Die Proponenten des Begriffes computerimplementierte Erfindung unterscheiden diesen Begriff von Computerprogrammen als solchen, die allein nicht patentierbar seien. Die Gegner der Patentierbarkeit computer-implementierter Erfindungen sehen in CIE nichts als Computerprogramme im Kontext von Patentansprüchen, bei denen es sich wiederum gerade nicht um Erfindungen im Sinne des Gesetzes (Art 52 EPÜ, §1 PatG) handeln könne. Sie lehnen daher den Begriff CIE als Kampfbegriff ab und sprechen daher auch nicht von einer "CIE-Richtlinie" sondern von einer "Softwarepatent-Richtlinie".

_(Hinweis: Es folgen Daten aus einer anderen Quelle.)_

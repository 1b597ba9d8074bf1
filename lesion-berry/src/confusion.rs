//! 全局体素级混淆矩阵.

use std::ops::AddAssign;
use std::path::Path;

use ndarray::{Array2, ArrayView3, Zip};
use serde::{Deserialize, Serialize};

use crate::consts::{label, LABEL_ALPHABET_LEN};
use crate::{CaseVolumes, EvalError, EvalResult};

const N: usize = LABEL_ALPHABET_LEN;

/// 标签字母表 {0, 1, 2} 上的 3×3 混淆矩阵.
///
/// 第 `i` 行第 `j` 列为真值为 `i`、预测为 `j` 的体素个数.
/// 累加满足交换律, 病例的累加顺序不影响结果.
#[derive(Copy, Clone, Debug, Default, Eq, PartialEq, Serialize, Deserialize)]
pub struct ConfusionMatrix {
    counts: [[u64; N]; N],
}

impl AddAssign<&ConfusionMatrix> for ConfusionMatrix {
    fn add_assign(&mut self, rhs: &ConfusionMatrix) {
        for (row, other) in self.counts.iter_mut().zip(rhs.counts.iter()) {
            for (a, b) in row.iter_mut().zip(other.iter()) {
                *a += *b;
            }
        }
    }
}

impl ConfusionMatrix {
    /// 全零矩阵.
    #[inline]
    pub fn new() -> Self {
        Self::default()
    }

    /// 将 `truth` 与 `pred` 逐体素累加进矩阵.
    ///
    /// 形状不一致时返回 `EvalError::ShapeMismatch`; 出现字母表外的体素值时
    /// 返回 `EvalError::LabelOutOfRange`. 出错时矩阵保持不变.
    pub fn accumulate(&mut self, truth: ArrayView3<u8>, pred: ArrayView3<u8>) -> EvalResult<()> {
        if truth.dim() != pred.dim() {
            return Err(EvalError::ShapeMismatch(truth.dim(), pred.dim()));
        }
        let mut local = Self::new();
        let mut bad: Option<u8> = None;
        Zip::from(&truth).and(&pred).for_each(|&t, &p| {
            if label::is_valid(t) && label::is_valid(p) {
                local.counts[t as usize][p as usize] += 1;
            } else if bad.is_none() {
                bad = Some(if label::is_valid(t) { p } else { t });
            }
        });
        if let Some(v) = bad {
            return Err(EvalError::LabelOutOfRange(v));
        }
        *self += &local;
        Ok(())
    }

    /// 将单个病例累加进矩阵.
    #[inline]
    pub fn accumulate_case(&mut self, case: &CaseVolumes) -> EvalResult<()> {
        self.accumulate(case.truth.data(), case.pred.data())
    }

    /// 合并另一个矩阵.
    #[inline]
    pub fn merge(&mut self, other: &ConfusionMatrix) {
        *self += other;
    }

    /// 真值为 `truth`、预测为 `pred` 的体素个数. 越界时 panic.
    #[inline]
    pub fn get(&self, truth: u8, pred: u8) -> u64 {
        self.counts[truth as usize][pred as usize]
    }

    /// 体素总数.
    pub fn total(&self) -> u64 {
        self.counts.iter().flatten().sum()
    }

    /// 对角线体素个数 / 体素总数. 空矩阵返回 `None`.
    pub fn accuracy(&self) -> Option<f64> {
        let total = self.total();
        let diag: u64 = (0..N).map(|i| self.counts[i][i]).sum();
        (total != 0).then(|| diag as f64 / total as f64)
    }

    /// 转换为 `ndarray` 矩阵.
    pub fn to_array(&self) -> Array2<u64> {
        Array2::from_shape_fn((N, N), |(i, j)| self.counts[i][j])
    }

    /// 以 npy 格式保存到 `path`.
    pub fn save_npy<P: AsRef<Path>>(&self, path: P) -> EvalResult<()> {
        ndarray_npy::write_npy(path, &self.to_array())?;
        Ok(())
    }
}

#[cfg(test)]
mod tests {
    use super::ConfusionMatrix;
    use crate::EvalError;
    use ndarray::{array, Array3};
    use ndarray_npy::read_npy;

    fn vol(values: &[u8]) -> Array3<u8> {
        Array3::from_shape_vec((1, 1, values.len()), values.to_vec()).unwrap()
    }

    #[test]
    fn test_accumulate() {
        let mut cm = ConfusionMatrix::new();
        cm.accumulate(vol(&[0, 0, 1, 2, 2]).view(), vol(&[0, 1, 1, 2, 0]).view())
            .unwrap();
        assert_eq!(cm.get(0, 0), 1);
        assert_eq!(cm.get(0, 1), 1);
        assert_eq!(cm.get(1, 1), 1);
        assert_eq!(cm.get(2, 2), 1);
        assert_eq!(cm.get(2, 0), 1);
        assert_eq!(cm.total(), 5);
        assert!((cm.accuracy().unwrap() - 0.6).abs() < 1e-12);
        assert_eq!(ConfusionMatrix::new().accuracy(), None);
    }

    #[test]
    fn test_order_independent() {
        let cases = [
            (vol(&[0, 1, 2]), vol(&[2, 1, 0])),
            (vol(&[1, 1, 0, 0]), vol(&[1, 0, 0, 2])),
            (vol(&[2]), vol(&[2])),
        ];
        let mut forward = ConfusionMatrix::new();
        for (t, p) in cases.iter() {
            forward.accumulate(t.view(), p.view()).unwrap();
        }
        let mut backward = ConfusionMatrix::new();
        for (t, p) in cases.iter().rev() {
            backward.accumulate(t.view(), p.view()).unwrap();
        }
        assert_eq!(forward, backward);

        let mut merged = ConfusionMatrix::new();
        for (t, p) in cases.iter() {
            let mut part = ConfusionMatrix::new();
            part.accumulate(t.view(), p.view()).unwrap();
            merged.merge(&part);
        }
        assert_eq!(forward, merged);
    }

    #[test]
    fn test_rejects_out_of_range() {
        let mut cm = ConfusionMatrix::new();
        let err = cm
            .accumulate(vol(&[0, 3]).view(), vol(&[0, 0]).view())
            .unwrap_err();
        assert!(matches!(err, EvalError::LabelOutOfRange(3)));
        assert_eq!(cm, ConfusionMatrix::new());

        let err = cm
            .accumulate(vol(&[0]).view(), vol(&[0, 0]).view())
            .unwrap_err();
        assert!(matches!(err, EvalError::ShapeMismatch(..)));
    }

    #[test]
    fn test_save_npy() {
        let mut cm = ConfusionMatrix::new();
        cm.accumulate(vol(&[0, 1, 2, 2]).view(), vol(&[0, 1, 2, 1]).view())
            .unwrap();
        let dir = tempfile::tempdir().unwrap();
        let path = dir.path().join("cm.npy");
        cm.save_npy(&path).unwrap();

        let back: ndarray::Array2<u64> = read_npy(&path).unwrap();
        assert_eq!(back, array![[1u64, 0, 0], [0, 1, 0], [0, 1, 1]]);
        assert_eq!(back, cm.to_array());
    }
}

s. detaillierte Argumentation unter http://swpat.ffii.org/papiere/eubsa-swpat0202/kinv/ und, allgemeiner, http://swpat.ffii.org/analyse/epue52/

Das Europäische Patentamt erteilt seit einer Richtungsentscheidung von 1998 ("IBM Program Product" T 1173/97) Programmansprüche. D.h. unmittelbarer Gegenstand des Patentbegehrens ist nunmehr ein "Computerprogramm, dadurch gekennzeichnet, dass ....". Auch hierbei werden jedoch laut EPA immer noch nicht die von Art 52 EPÜ ausgeschlossenen "Programme für Datenverarbeitungsanlagen ... als solche" beansprucht. Das EPA führt dazu in der genannten Entscheidung aus, dass ein Computerprogramm-Anspruch -- ebenso wie ein Verfahrens- oder Erzeugnisanspruch -- genau dann zulässig sei, wenn sein Gegenstand eine "weitere technische Wirkung" aufweist, die über eine "normale physikalische Wechselwirkung zwischen Programm und Computer" hinausgeht.

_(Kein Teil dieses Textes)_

//! converge-cli library root.
//!
//! Re-exports the binary's modules so integration tests can exercise
//! argument parsing and config loading without touching AWS.

pub mod aws;
pub mod cli;
pub mod config;
pub mod report;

Das EPA und bezeichnet auch diejenigen Anspruchsgegenstände als "CIE", bei denen es keine "weitere technische Wirkung" und keinen "technischen Beitrag" feststellen konnte. Der Begriff "Erfindung" hat in der neuen Systematik des EPA (insbesondere seit Controlling Pension Benefits System 2000) seine frühere abgrenzende Bedeutung verloren. Jeder mit Computer-Merkmalen ausgestattete Anspruchsgegenstand ist demnach von vorne herein eine "Erfindung" im Sinne des Art 52 EPÜ. Statt einer getrennten Erfindungs-Prüfung gemäß Art 52 wird im Rahmen der Frage nach "erfinderischer Tätigkeit" (Art 57 EPÜ) gefragt, ob die "CIE" eine "weitere technische Wirkung" aufweist.

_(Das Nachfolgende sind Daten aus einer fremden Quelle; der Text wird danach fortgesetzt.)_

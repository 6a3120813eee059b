use std::collections::BTreeSet;
use std::time::Duration;

use serde::{Deserialize, Serialize};

use crate::error::WaitError;
use crate::probe::StatusProbe;
use crate::state::StateToken;

pub const DEFAULT_POLL_INTERVAL: Duration = Duration::from_secs(10);

/// Exponential growth of the interval between probes.
#[derive(Debug, Clone, Copy, PartialEq, Eq, Serialize, Deserialize)]
pub struct Backoff {
    /// Multiplier applied to the interval after each pending observation.
    pub factor: u32,
    /// Upper bound for the interval.
    pub max: Duration,
}

impl Default for Backoff {
    fn default() -> Self {
        Self {
            factor: 2,
            max: Duration::from_secs(10),
        }
    }
}

impl Backoff {
    pub(crate) fn next(&self, current: Duration) -> Duration {
        current.saturating_mul(self.factor.max(1)).min(self.max)
    }
}

/// Everything one wait needs: which states mean "keep going" and which mean
/// "done", how to read the state, and how long to keep trying.
///
/// A `WaitSpec` is built per call and consumed by [`wait`](crate::wait).
pub struct WaitSpec<P> {
    /// Resource label used in log fields, e.g. `"msk_cluster"`.
    pub label: String,
    pub pending: BTreeSet<StateToken>,
    /// Empty means "the resource is gone": a `NotFound` probe is success.
    pub target: BTreeSet<StateToken>,
    pub probe: P,
    pub poll_interval: Duration,
    /// Zero means no deadline.
    pub timeout: Duration,
    /// Wait this long before the first probe.
    pub delay: Duration,
    pub backoff: Option<Backoff>,
    /// Consecutive target observations required before success.
    pub continuous_target_occurrence: u32,
}

impl<P: StatusProbe> WaitSpec<P> {
    pub fn new(label: impl Into<String>, probe: P) -> Self {
        Self {
            label: label.into(),
            pending: BTreeSet::new(),
            target: BTreeSet::new(),
            probe,
            poll_interval: DEFAULT_POLL_INTERVAL,
            timeout: Duration::ZERO,
            delay: Duration::ZERO,
            backoff: None,
            continuous_target_occurrence: 1,
        }
    }

    pub fn pending<I, S>(mut self, states: I) -> Self
    where
        I: IntoIterator<Item = S>,
        S: Into<StateToken>,
    {
        self.pending.extend(states.into_iter().map(Into::into));
        self
    }

    pub fn target<I, S>(mut self, states: I) -> Self
    where
        I: IntoIterator<Item = S>,
        S: Into<StateToken>,
    {
        self.target.extend(states.into_iter().map(Into::into));
        self
    }

    pub fn poll_interval(mut self, interval: Duration) -> Self {
        self.poll_interval = interval;
        self
    }

    pub fn timeout(mut self, timeout: Duration) -> Self {
        self.timeout = timeout;
        self
    }

    pub fn delay(mut self, delay: Duration) -> Self {
        self.delay = delay;
        self
    }

    pub fn backoff(mut self, backoff: Backoff) -> Self {
        self.backoff = Some(backoff);
        self
    }

    pub fn continuous_target_occurrence(mut self, count: u32) -> Self {
        self.continuous_target_occurrence = count;
        self
    }

    /// Check the invariants the waiter relies on.
    pub fn validate(&self) -> Result<(), WaitError> {
        if self.poll_interval.is_zero() {
            return Err(WaitError::InvalidSpec(
                "poll interval must be greater than zero".into(),
            ));
        }
        if self.continuous_target_occurrence == 0 {
            return Err(WaitError::InvalidSpec(
                "continuous target occurrence must be at least 1".into(),
            ));
        }
        if let Some(state) = self.pending.intersection(&self.target).next() {
            return Err(WaitError::InvalidSpec(format!(
                "state '{state}' is both pending and target"
            )));
        }
        Ok(())
    }

    pub fn is_pending(&self, state: &StateToken) -> bool {
        self.pending.contains(state)
    }

    pub fn is_target(&self, state: &StateToken) -> bool {
        self.target.contains(state)
    }

    pub fn target_list(&self) -> Vec<StateToken> {
        self.target.iter().cloned().collect()
    }
}

/// Per-operation timeouts for a managed resource, in the style of
/// create/update/delete timeout blocks.
#[derive(Debug, Clone, Copy, PartialEq, Eq, Serialize, Deserialize)]
pub struct Timeouts {
    #[serde(default = "Timeouts::default_create", with = "secs")]
    pub create: Duration,
    #[serde(default = "Timeouts::default_update", with = "secs")]
    pub update: Duration,
    #[serde(default = "Timeouts::default_delete", with = "secs")]
    pub delete: Duration,
}

impl Timeouts {
    pub const DEFAULT: Duration = Duration::from_secs(120 * 60);

    fn default_create() -> Duration {
        Self::DEFAULT
    }

    fn default_update() -> Duration {
        Self::DEFAULT
    }

    fn default_delete() -> Duration {
        Self::DEFAULT
    }
}

impl Default for Timeouts {
    fn default() -> Self {
        Self {
            create: Self::DEFAULT,
            update: Self::DEFAULT,
            delete: Self::DEFAULT,
        }
    }
}

/// Durations as whole seconds on the wire.
mod secs {
    use std::time::Duration;

    use serde::{Deserialize, Deserializer, Serializer};

    pub fn serialize<S: Serializer>(d: &Duration, s: S) -> Result<S::Ok, S::Error> {
        s.serialize_u64(d.as_secs())
    }

    pub fn deserialize<'de, D: Deserializer<'de>>(d: D) -> Result<Duration, D::Error> {
        u64::deserialize(d).map(Duration::from_secs)
    }
}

Die hier beschriebene Logik war Gegenstand eines Vorschlages der Europäischen Kommission von 2002 für eine "Richtlinie .. über die Patentierbarkeit computer-implementierter Erfindungen", der im September 2003 und Juni 2005 von der Mehrheit des Europäischen Parlaments abgelehnt wurde. Die Gegenvorschläge der Parlamentsmehrheit forderten die Wiederherstellung der früheren Gesetzesauslegung. In den 21 Kompromissvorschlägen der Parlamentsmehrheit vom Juni 2005 wird der Begriff "CIE" verworfen und teilweise durch "Computer-gestützte Erfindung" ersetzt. Bei letzterem handelt es sich ausdrücklich um "Erfindungen im Bereich der angewandten Naturwissenschaften" und nicht der Datenverarbeitung als solcher.

Das Parlament konnte sich jedoch im Rahmen des EU-Gesetzgebungsverfahrens (Mitentscheidung) nicht gegen den Rat und die Kommission durchsetzen, und das Europäische Patentamt vertritt seine die Positionen seiner Beschwerdekammern mit mehr Nachdruck denn je zuvor. Seit Juni 2005 betreibt es eine Webkampagne zum Thema s. http://cii.european-patent-office.org/ nebst einem zugehörigen Pamphlet, das am Eingang des Amtes und auf zahlreichen "Aufklärungs"-Veranstaltungen zu diesem Thema ausliegt.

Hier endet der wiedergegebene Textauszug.